Ayrıca dosyamız davacısı (ecrimisil davası davalısı) şirket hakkında, İstanbul 10. Asliye Ticaret Mahkemesi"nin 2013/55 Esas ve 2014/107 Karar sayılı ilamı ile, fesih ve tasfiye kararı verilmiş ve kararın 23/06/2014 tarihinde kesinleştiği anlaşılmıştır.
Somut olayda, kendisine tasfiye memuru atanan şirkete yapılan tebligatların usulüne aykırı ve geçersiz olduğu, kararın da usulsüz olarak kesinleştirildiği görülmüştür.

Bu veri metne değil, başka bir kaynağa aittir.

use crate::{
    ast::{BoolExpr, ComparisonOp, Connective, Token, TokenGroup, TokenKind},
    bindings::normalize_name,
    error::RuleError,
    evaluator,
    value::Value,
};

/// Default cap on parenthesis nesting
pub const DEFAULT_MAX_DEPTH: usize = 64;

/// Operands of one parenthesis level
#[derive(Debug, Default)]
struct Frame {
    expr: Option<BoolExpr>,
    pending: Option<Connective>,
}

/// State machine turning resolved tokens into a [`BoolExpr`].
///
/// Comparisons are evaluated as soon as both operands and the operator are
/// known, so the resulting tree only holds booleans, connectives and groups.
///
/// ```text
/// COUNTRY == "MA" && (TOTAL > 10 || TOTAL < 0)   ->   1&(0|1)
/// ```
pub struct Parser {
    values: Vec<Value>,
    operator: Option<(ComparisonOp, Token)>,
    operator_required: bool,
    incomplete_condition: bool,
    open_parens: usize,
    closed_parens: usize,
    frames: Vec<Frame>,
    max_depth: usize,
}

impl Default for Parser {
    fn default() -> Self {
        Parser::new(DEFAULT_MAX_DEPTH)
    }
}

impl Parser {
    pub fn new(max_depth: usize) -> Self {
        Parser {
            values: Vec::with_capacity(2),
            operator: None,
            operator_required: false,
            incomplete_condition: false,
            open_parens: 0,
            closed_parens: 0,
            frames: vec![Frame::default()],
            max_depth,
        }
    }

    /// Consumes the resolved stream; the first error aborts parsing.
    pub fn parse<I>(mut self, tokens: I) -> Result<BoolExpr, RuleError>
    where
        I: IntoIterator<Item = Result<Token, RuleError>>,
    {
        for token in tokens {
            let token = token?;
            match token.group() {
                TokenGroup::Value => {
                    self.push_value(token)?;
                    self.reduce()?;
                }
                TokenGroup::Operator => self.push_operator(token)?,
                TokenGroup::Logical => self.push_logical(token)?,
                TokenGroup::ParenOpen => self.open_group(token)?,
                TokenGroup::ParenClose => self.close_group(token)?,
                _ if token.is_ignorable() => {}
                _ => return Err(unknown_token(&token)),
            }
        }
        self.finish()
    }

    fn push_value(&mut self, token: Token) -> Result<(), RuleError> {
        if self.operator_required {
            return Err(RuleError::syntax_at("Missing operator", token.location));
        }
        let value = match token.value {
            Some(value) => value,
            None if token.kind == TokenKind::Variable => {
                return Err(RuleError::UndefinedVariable {
                    name: normalize_name(&token.raw),
                    location: token.location,
                });
            }
            None => Value::Undefined,
        };
        self.operator_required = true;
        self.incomplete_condition = false;
        self.values.push(value);
        Ok(())
    }

    fn push_operator(&mut self, token: Token) -> Result<(), RuleError> {
        if self.operator.is_some() {
            return Err(unexpected(&token));
        }
        if self.values.is_empty() {
            return Err(RuleError::syntax_at(
                format!("Incomplete expression for token \"{}\"", token.raw),
                token.location,
            ));
        }
        let Some(op) = ComparisonOp::from_kind(token.kind) else {
            return Err(unknown_token(&token));
        };
        self.operator = Some((op, token));
        self.operator_required = false;
        Ok(())
    }

    /// Evaluates the buffered comparison once it has both operands.
    fn reduce(&mut self) -> Result<(), RuleError> {
        if self.values.len() != 2 {
            return Ok(());
        }
        let Some((op, token)) = self.operator.take() else {
            return Ok(());
        };

        let predicate = evaluator::predicate_for(op);
        let result = predicate(&self.values[0], &self.values[1])?;
        log::trace!(
            "{} {} {} -> {}",
            self.values[0],
            token.raw,
            self.values[1],
            result
        );

        self.values.clear();
        self.operator_required = true;
        self.push_operand(BoolExpr::Leaf(result));
        Ok(())
    }

    fn push_logical(&mut self, token: Token) -> Result<(), RuleError> {
        // Only a finished comparison or group may precede a connective
        if !self.operator_required || !self.values.is_empty() {
            return Err(unexpected(&token));
        }
        let Some(connective) = Connective::from_kind(token.kind) else {
            return Err(unknown_token(&token));
        };
        if let Some(frame) = self.frames.last_mut() {
            frame.pending = Some(connective);
        }
        self.incomplete_condition = true;
        self.operator_required = false;
        Ok(())
    }

    fn open_group(&mut self, token: Token) -> Result<(), RuleError> {
        if self.operator_required || !self.values.is_empty() {
            return Err(RuleError::syntax_at("Unexpected token \"(\"", token.location));
        }
        if self.frames.len() > self.max_depth {
            return Err(RuleError::syntax_at(
                format!("Maximum nesting depth of {} exceeded", self.max_depth),
                token.location,
            ));
        }
        self.open_parens += 1;
        self.frames.push(Frame::default());
        Ok(())
    }

    fn close_group(&mut self, token: Token) -> Result<(), RuleError> {
        if self.closed_parens >= self.open_parens {
            return Err(RuleError::syntax_at(
                "Missing opening parenthesis",
                token.location,
            ));
        }
        if self.operator.is_some() || !self.values.is_empty() {
            return Err(RuleError::syntax_at("Incomplete expression", token.location));
        }
        if self.incomplete_condition {
            return Err(RuleError::syntax_at(
                "Incomplete and/or condition",
                token.location,
            ));
        }

        let inner = self.frames.pop().and_then(|frame| frame.expr);
        let Some(inner) = inner else {
            return Err(unexpected(&token));
        };
        self.closed_parens += 1;
        self.push_operand(BoolExpr::Group(Box::new(inner)));
        Ok(())
    }

    fn push_operand(&mut self, operand: BoolExpr) {
        let Some(frame) = self.frames.last_mut() else {
            return;
        };
        frame.expr = Some(match (frame.expr.take(), frame.pending.take()) {
            (Some(left), Some(op)) => left.join(op, operand),
            _ => operand,
        });
    }

    fn finish(mut self) -> Result<BoolExpr, RuleError> {
        if self.incomplete_condition {
            return Err(RuleError::syntax("Incomplete and/or condition"));
        }
        if self.open_parens > self.closed_parens {
            return Err(RuleError::syntax("Missing closing parenthesis"));
        }
        if self.operator.is_some() || !self.values.is_empty() {
            return Err(RuleError::syntax("Incomplete expression"));
        }
        Ok(self
            .frames
            .pop()
            .and_then(|frame| frame.expr)
            .unwrap_or(BoolExpr::Empty))
    }
}

fn unknown_token(token: &Token) -> RuleError {
    RuleError::syntax_at(format!("Unknown token \"{}\"", token.raw), token.location)
}

fn unexpected(token: &Token) -> RuleError {
    RuleError::syntax_at(format!("Unexpected \"{}\"", token.raw), token.location)
}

Hal böyle olunca kararının henüz kesinleşmediği ve yukarıda yapılan açıklamalar ışığında (ecrimisil davası davalısı) şirketin yargılamanın iadesi dilekçesinin de istinaf dilekçesi niteliğinde olduğunun kabulü gerekmektedir.
Bu durumda, (ecrimisil davasının istinafa tabi bulunduğu da gözetilerek) davacı şirketin yargılanmanın yenilenmesi dilekçesinin (ana dosyanın) istinaf dilekçesi mahiyetinde olduğu kabul edilmek suretiyle, incelemenin yapılması gerekirken, yazılı şekilde hüküm kurulması hatalı olup, bozmayı gerektirmiştir.
SONUÇ: Yukarıda açıklanan nedenlerle İstanbul Bölge Adliye Mahkemesi 2 Hukuk Dairesinin 02.07.2019 tarihli kararının BOZULMASINA; dosyanın istinaf incelemesi yapılmak üzere İstanbul Bölge Adliye Mahkemesi 2. Hukuk Dairesine GÖNDERİLMESİNE, peşin yatırılan harcın yatırana iadesine, 09.11.2021 tarihinde oy birliğiyle karar verildi.